ATP has set up a unit dedicated to non-traditional assets to identify opportunities currently overlooked by its peers, CIO Henrik Gade Jepsen has said.

The Special Situations unit, headed by Niels Christian Wedell-Wedellsborg, will invest in assets that do not sit neatly within the fund’s current investment structure and are therefore at risk of being overlooked – such as opportunities with a combination of equity and debt.

“We are very consciously looking at assets that may be hard to fit into traditional asset classes, as they will be the least sought after by the average investor,” Gade Jepsen told the current issue of IPE.

He added that the new unit would improve co-ordination between ATP’s subsidiaries, which manage its private equity, real estate and venture-capital holdings.

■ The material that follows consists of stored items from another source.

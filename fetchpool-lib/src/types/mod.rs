mod error;
mod fetch;
mod stop;

pub use error::ErrorKind;
pub use fetch::FetchResult;
pub use stop::{StopListener, StopSignal};

/// The result of `fetchpool_lib` operations.
pub type Result<T> = std::result::Result<T, ErrorKind>;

“Today, we have a much closer collaboration between the headquarters and the subsidiaries,” he said.

“It is more necessary now than it was 10 years ago when we created the structure because it’s much more difficult today to find good investments.”

The CIO also said he was reviewing ATP’s approach of placing assets in five risk classes, rather than more traditional asset buckets.

The system, in place since 2006, has seen the fund divide holdings into equity, inflation, credit, interest rates and commodity risk classes, but Gade Jepsen said he was unsure where a change in strategy could take the DKK641bn (€86bn) investor.

“I’m not scrapping anything before I know what the answer to the question is,” he said.

“We are keeping the five risk classes until we have something new. You need a simple anchor for your thinking in day-to-day life.”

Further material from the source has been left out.